Friday, December 4, 2009

By following US, Prentice showing lack of leadership

Jim Prentice announced today that the government's emissions reductions targets will be directly linked to those in the US. Ahead of Copenhagen, Prentice is seeking to evidence a reasonable approach towards climate change, but this is anything but for a variety of reasons.

First of all, the emissions reductions targets in the US are nonexistent at the moment, as Congress has been unable to pass climate change legislation due to its preoccupation with the health care bill. Furthermore, while Obama has proposed a reduction of 17 per cent of emissions by 2020 over 2006 levels, this is still 3 per cent lower than the Conservative government's own targets at the present. If anything, Prentice is using this new strategy of directly linking our targets to American ones to reduce even further the action we're taking.

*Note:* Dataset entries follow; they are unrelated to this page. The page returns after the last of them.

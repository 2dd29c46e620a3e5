//! # Tree and Proof Properties
//!
//! Property tests over arbitrary leaf sets: determinism, soundness of every
//! generated proof, tamper sensitivity, leaf-scheme isolation, and
//! non-membership under random and adversarial proof search.

use merkledrop_core::{Digest, HashAlgorithm, LeafScheme};
use merkledrop_tree::{build, hash, hash_leaf, proof_for, verify};
use proptest::prelude::*;

const K: HashAlgorithm = HashAlgorithm::Keccak256;

fn digests(max: usize) -> impl Strategy<Value = Vec<Digest>> {
    prop::collection::vec(any::<[u8; 32]>().prop_map(Digest::new), 1..max)
}

fn algorithm() -> impl Strategy<Value = HashAlgorithm> {
    prop_oneof![Just(HashAlgorithm::Keccak256), Just(HashAlgorithm::Sha256)]
}

proptest! {
    /// The same ordered leaves always produce the same root.
    #[test]
    fn root_is_deterministic(leaves in digests(64), alg in algorithm()) {
        let a = build(alg, leaves.clone()).unwrap();
        let b = build(alg, leaves).unwrap();
        prop_assert_eq!(a.root(), b.root());
        prop_assert_eq!(a, b);
    }

    /// Every leaf verifies against the root with its own proof.
    #[test]
    fn every_leaf_verifies(leaves in digests(48), alg in algorithm()) {
        let tree = build(alg, leaves.clone()).unwrap();
        for (i, leaf) in leaves.iter().enumerate() {
            let proof = proof_for(&tree, i).unwrap();
            prop_assert!(proof.len() <= tree.depth());
            prop_assert!(verify(alg, leaf, &proof, &tree.root()));
        }
    }

    /// Flipping any single bit of any proof entry breaks verification.
    #[test]
    fn bit_flip_in_proof_is_rejected(
        leaves in digests(40),
        pick in any::<prop::sample::Index>(),
        entry in any::<prop::sample::Index>(),
        bit in 0usize..256,
    ) {
        let tree = build(K, leaves.clone()).unwrap();
        let i = pick.index(leaves.len());
        let mut proof = proof_for(&tree, i).unwrap();
        prop_assume!(!proof.is_empty());
        let e = entry.index(proof.len());
        let mut bytes = proof[e].into_bytes();
        bytes[bit / 8] ^= 1 << (bit % 8);
        proof[e] = Digest::new(bytes);
        prop_assert!(!verify(K, &leaves[i], &proof, &tree.root()));
    }

    /// Swapping two distinct proof entries breaks verification.
    #[test]
    fn swapped_proof_entries_are_rejected(
        leaves in digests(40),
        pick in any::<prop::sample::Index>(),
    ) {
        let tree = build(K, leaves.clone()).unwrap();
        let i = pick.index(leaves.len());
        let mut proof = proof_for(&tree, i).unwrap();
        prop_assume!(proof.len() >= 2 && proof[0] != proof[1]);
        proof.swap(0, 1);
        prop_assert!(!verify(K, &leaves[i], &proof, &tree.root()));
    }

    /// A leaf derived under one scheme never verifies as the other.
    #[test]
    fn leaf_schemes_are_isolated(
        records in prop::collection::vec(prop::collection::vec(any::<u8>(), 0..80), 1..24),
        pick in any::<prop::sample::Index>(),
    ) {
        for (built, checked) in [
            (LeafScheme::Double, LeafScheme::Single),
            (LeafScheme::Single, LeafScheme::Double),
        ] {
            let leaves: Vec<Digest> = records.iter().map(|r| hash_leaf(K, built, r)).collect();
            let tree = build(K, leaves).unwrap();
            let i = pick.index(records.len());
            let proof = proof_for(&tree, i).unwrap();
            let wrong = hash_leaf(K, checked, &records[i]);
            prop_assert!(!verify(K, &wrong, &proof, &tree.root()));
        }
    }

    /// A foreign leaf does not verify with any member's proof, nor with
    /// sibling paths stitched together from arbitrary tree nodes.
    #[test]
    fn foreign_leaf_never_verifies(
        leaves in digests(16),
        foreign in any::<[u8; 32]>().prop_map(Digest::new),
        picks in prop::collection::vec(any::<prop::sample::Index>(), 0..6),
    ) {
        prop_assume!(!leaves.contains(&foreign));
        let tree = build(K, leaves.clone()).unwrap();
        let root = tree.root();

        for i in 0..leaves.len() {
            let proof = proof_for(&tree, i).unwrap();
            prop_assert!(!verify(K, &foreign, &proof, &root));
        }

        let nodes: Vec<Digest> = tree.layers().iter().flatten().copied().collect();
        let forged: Vec<Digest> = picks.iter().map(|p| nodes[p.index(nodes.len())]).collect();
        prop_assert!(!verify(K, &foreign, &forged, &root));
    }
}

#[test]
fn odd_sizes_verify_and_carry() {
    for n in [1usize, 3, 5, 7] {
        let leaves: Vec<Digest> = (0..n).map(|i| hash(K, &[i as u8])).collect();
        let tree = build(K, leaves.clone()).unwrap();
        for (i, leaf) in leaves.iter().enumerate() {
            let proof = proof_for(&tree, i).unwrap();
            assert!(verify(K, leaf, &proof, &tree.root()), "n={n} i={i}");
        }
        // The last leaf of an odd layer is carried, so the first layer above
        // the leaves ends with it unchanged.
        if n > 1 {
            assert_eq!(tree.layers()[1].last(), leaves.last());
        }
    }
}

#[test]
fn worked_example() {
    let l: Vec<Digest> = [&b"a"[..], b"b", b"c", b"d"].iter().map(|x| hash(K, x)).collect();
    let tree = build(K, l.clone()).unwrap();
    let proof = proof_for(&tree, 2).unwrap();
    assert_eq!(proof, vec![l[3], tree.layers()[1][0]]);
    assert!(verify(K, &l[2], &proof, &tree.root()));
}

Secondly, this policy rests on the assumption that sticking to Kyoto targets and establishing similarly stringent targets at Copenhagen will harm the economy. However, this does not square with what we see on the provincial level. In Quebec, Jean Charest has put forward targets of 20 percent under 1990 levels by 2020, significantly lower targets than those of the federal government. Yet their economy has not suffered any of Prentice's dire predictions. Neither have other provinces such as Manitoba.

Jim Prentice may say he wants an agreement in Copenhagen. That may be the case, but it is an agreement that will be inconsequential because of our unwillingness to commit to anything more than what the US is doing. Instead of showing leadership and adding our weight to the pressure the world is making to bear on the US Senate, we have sanctioned whatever they do. Far from being a position of leadership, as Prentice purports, Canada's is that of a wagon that has hitched itself to the American locomotive, wherever it might go, even if it goes off the rails.